Many thanks for your reply.
isn't there a bypass built into the piping?
Yes there is but this does not affect that the valve is permanently energised. With the boiler being 40kw it needs a bigger heat sink than going around a bypass loop so the residual heat needs to go into a heat sink somewhere which is why Ideal have given the recommended control wiring diagram.
the easiest way is to take the zone valve off the hot water and turn the cylinder stat up,
I am not sure I quite understand this, won't it mean I have no control of hot water temp and what would the thermostat be doing. Without the zone valve it will have nothing to control anyway and water will end up same temp as boiler which is too hot for the shower valves. I face this problem anyway as too hot, hot water is the sympton of failure of the hot water zone valve.
or pipe one of the zones together with the hot water into a diverter so one port will always be open.
This idea looks like it might work I need to think this one through wrt to my control configuration. I am hoping to solve this through wiring rather than plumbing.
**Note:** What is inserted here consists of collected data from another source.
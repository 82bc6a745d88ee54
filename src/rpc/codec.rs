//! Text command codec.
//!
//! Wire format, one command per GATT write and one reply per notification:
//! ```text
//! host → peripheral   verb[,arg1[,arg2...]]        (UTF-8, no terminator)
//! peripheral → host   <text line> | <hex string>   (UTF-8, may end in \n)
//! ```
//!
//! There is no length prefix and no escaping. The notification boundary is
//! the only frame delimiter, so arguments must never contain the separator.

use crate::error::{Error, Result};

/// Argument separator on the command line.
pub const SEPARATOR: char = ',';

/// Reply the firmware sends when it cannot allocate a read buffer.
pub const MEMORY_ERROR: &str = "memory_error";

/// Prefix of every other peripheral-reported failure.
pub const ERROR_PREFIX: &str = "error";

// ── Commands ─────────────────────────────────────────────────

/// A single command line: a verb plus ordered arguments.
#[derive(Debug, Clone, PartialEq, Eq)]
pub struct Command {
    verb: &'static str,
    args: Vec<String>,
}

impl Command {
    /// A command with no arguments.
    pub const fn new(verb: &'static str) -> Self {
        Self {
            verb,
            args: Vec::new(),
        }
    }

    /// Append an argument. Rejects arguments containing the separator.
    pub fn arg(mut self, value: impl ToString) -> Result<Self> {
        let value = value.to_string();
        if value.contains(SEPARATOR) {
            return Err(Error::Protocol("argument contains separator"));
        }
        self.args.push(value);
        Ok(self)
    }

    pub fn verb(&self) -> &'static str {
        self.verb
    }

    pub fn args(&self) -> &[String] {
        &self.args
    }

    /// `data_stats`
    pub const fn data_stats() -> Self {
        Self::new("data_stats")
    }

    /// `data_bytes,<offset>`
    pub fn data_bytes(offset: u64) -> Self {
        Self {
            verb: "data_bytes",
            args: vec![offset.to_string()],
        }
    }
}

impl core::fmt::Display for Command {
    fn fmt(&self, f: &mut core::fmt::Formatter<'_>) -> core::fmt::Result {
        f.write_str(self.verb)?;
        for arg in &self.args {
            write!(f, "{SEPARATOR}{arg}")?;
        }
        Ok(())
    }
}

/// Serialize a command into the bytes written to the command characteristic.
pub fn encode(command: &Command) -> Vec<u8> {
    command.to_string().into_bytes()
}

// ── Replies ──────────────────────────────────────────────────

/// Decode a notification payload as trimmed UTF-8 text.
pub fn decode_text(payload: &[u8]) -> Result<String> {
    let text = core::str::from_utf8(payload)?;
    Ok(text.trim().to_owned())
}

/// Decode a hex data line into raw bytes. An empty line yields no bytes.
pub fn decode_hex(line: &str) -> Result<Vec<u8>> {
    Ok(hex::decode(line)?)
}

/// Whether a reply is a peripheral-reported failure rather than data.
pub fn is_error_reply(reply: &str) -> bool {
    reply == MEMORY_ERROR || reply.starts_with(ERROR_PREFIX)
}

/// Parsed `data_stats` reply.
#[derive(Debug, Clone, PartialEq, Eq)]
pub struct FileStats {
    pub filename: String,
    pub total_bytes: u64,
}

/// Parse `"<filename>,<total_bytes>"`.
///
/// Exactly two fields. The filename must be non-empty and must not contain
/// a path separator, since it becomes part of a local output path.
pub fn parse_stats(reply: &str) -> Result<FileStats> {
    const BAD: Error = Error::Protocol("bad stats reply");

    let mut fields = reply.split(SEPARATOR);
    let (Some(filename), Some(size), None) = (fields.next(), fields.next(), fields.next()) else {
        return Err(BAD);
    };
    if filename.is_empty() || filename.contains(['/', '\\']) || filename == ".." {
        return Err(BAD);
    }
    let total_bytes = size.trim().parse::<u64>().map_err(|_| BAD)?;

    Ok(FileStats {
        filename: filename.to_owned(),
        total_bytes,
    })
}

// ── Tests ────────────────────────────────────────────────────
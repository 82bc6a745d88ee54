//! BeanOS host link library.
//!
//! Exposes the protocol core (codec, correlator, chunked download,
//! dispatcher) and the session service for integration testing and for
//! the `beanlink` binary. Bluetooth-specific code is guarded by the `ble`
//! feature inside [`adapters`].

#![deny(unused_must_use)]

pub mod adapters;
pub mod app;
pub mod config;
pub mod rpc;

mod error;

pub use error::{Error, Result};

// Link the `embassy-time` std driver that backs `async_io_mini::Timer`.
use embassy_time as _;
//! Command dispatcher: runs named operations over one correlated link.
//!
//! Every operation shares the same connection, subscription and
//! correlation state; only the reply handling differs:
//!
//! | Operation                         | Reply                          |
//! |-----------------------------------|--------------------------------|
//! | `enable_metrics`/`disable_metrics`| optional ack, silence is fine  |
//! | `req_height`/`get_max_height`     | required text                  |
//! | `store_file`                      | chunked download               |

use log::{info, warn};

use super::chunked::{ChunkedDownload, TransferReport};
use super::codec::{self, Command};
use super::correlator::{Correlator, Outcome};
use super::transport::Transport;
use crate::app::commands::{Operation, ReplyPolicy};
use crate::app::events::LinkEvent;
use crate::app::ports::{EventSink, SinkProvider};
use crate::config::LinkConfig;
use crate::error::{Error, Result};

/// What a successful operation produced.
#[derive(Debug, Clone, PartialEq, Eq)]
pub enum OperationResult {
    /// Fire-and-forget command; carries the acknowledgement if one came.
    Ack(Option<String>),
    /// Textual reply to a query.
    Text(String),
    /// Download summary (may be incomplete).
    Transfer(TransferReport),
}

/// Dispatches [`Operation`]s against a subscribed correlator.
pub struct Dispatcher<'a, T: Transport> {
    link: &'a mut Correlator<T>,
    config: &'a LinkConfig,
}

impl<'a, T: Transport> Dispatcher<'a, T> {
    pub fn new(link: &'a mut Correlator<T>, config: &'a LinkConfig) -> Self {
        Self { link, config }
    }

    /// Run one operation to completion.
    pub async fn run<P, E>(&mut self, op: Operation, sinks: &mut P, events: &mut E) -> Result<OperationResult>
    where
        P: SinkProvider,
        E: EventSink,
    {
        info!("running {}", op);
        match op.command() {
            Some((command, policy)) => self.simple(&command, policy, events).await,
            None => {
                let download =
                    ChunkedDownload::new(self.config.stats_timeout(), self.config.chunk_timeout());
                let report = download.run(&mut *self.link, sinks, events).await?;
                Ok(OperationResult::Transfer(report))
            }
        }
    }

    /// Send one command line and apply its reply policy.
    async fn simple<E: EventSink>(
        &mut self,
        command: &Command,
        policy: ReplyPolicy,
        events: &mut E,
    ) -> Result<OperationResult> {
        let outcome = self
            .link
            .send_and_await(command, self.config.command_timeout())
            .await?;
        let timed_out = outcome == Outcome::TimedOut;
        let reply = outcome.into_text();

        if let Some(text) = &reply {
            if codec::is_error_reply(text) {
                warn!("{} rejected: {}", command.verb(), text);
                return Err(Error::Peripheral(text.clone()));
            }
        }

        events.emit(&LinkEvent::CommandReply {
            verb: command.verb(),
            reply: reply.clone(),
        });

        match (policy, reply) {
            (ReplyPolicy::Optional, reply) => Ok(OperationResult::Ack(reply)),
            (ReplyPolicy::Required, Some(text)) => Ok(OperationResult::Text(text)),
            (ReplyPolicy::Required, None) if timed_out => Err(Error::TimedOut),
            (ReplyPolicy::Required, None) => Err(Error::NoResponse),
        }
    }
}
//! Filesystem sink provider.
//!
//! Creates `<output_dir>/<prefix><filename>` for each download. The file
//! is truncated if it exists, written sequentially through a `BufWriter`,
//! and closed when the driver drops it.

use std::fs::File;
use std::io::{self, BufWriter};
use std::path::{Path, PathBuf};

use log::info;

use crate::app::ports::SinkProvider;
use crate::config::LinkConfig;

/// Writes downloads into a directory.
pub struct DirectorySinks {
    dir: PathBuf,
    prefix: String,
    last_path: Option<PathBuf>,
}

impl DirectorySinks {
    pub fn new(dir: impl Into<PathBuf>, prefix: impl Into<String>) -> Self {
        Self {
            dir: dir.into(),
            prefix: prefix.into(),
            last_path: None,
        }
    }

    pub fn from_config(config: &LinkConfig) -> Self {
        Self::new(config.output_dir.clone(), config.output_prefix.clone())
    }

    /// Full path for a peripheral-side filename.
    pub fn path_for(&self, filename: &str) -> PathBuf {
        self.dir.join(format!("{}{}", self.prefix, filename))
    }

    /// Path of the most recently created file.
    pub fn last_path(&self) -> Option<&Path> {
        self.last_path.as_deref()
    }
}

impl SinkProvider for DirectorySinks {
    type Sink = BufWriter<File>;

    fn create(&mut self, filename: &str) -> io::Result<Self::Sink> {
        let path = self.path_for(filename);
        let file = File::create(&path)?;
        info!("writing to {}", path.display());
        self.last_path = Some(path);
        Ok(BufWriter::new(file))
    }
}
When I installed the control system I brought all of the control cables (valves, thermostats etc) into one central connection box this makes it easier to toubleshoot the system from one central point just by using a multimeter. It also gives me the flexibility to change and add to this system within this central point.
As a heating system what I have works and controls very well apart from when the boiler finally shuts down and the pump stops, the zone valve remains open. Ideally what should happen is that when the pump stops running at the end of overrun the zone valve is de-energised. I think this is a weakness in the design of the recommended control system but I can't get Ideal to comment on this.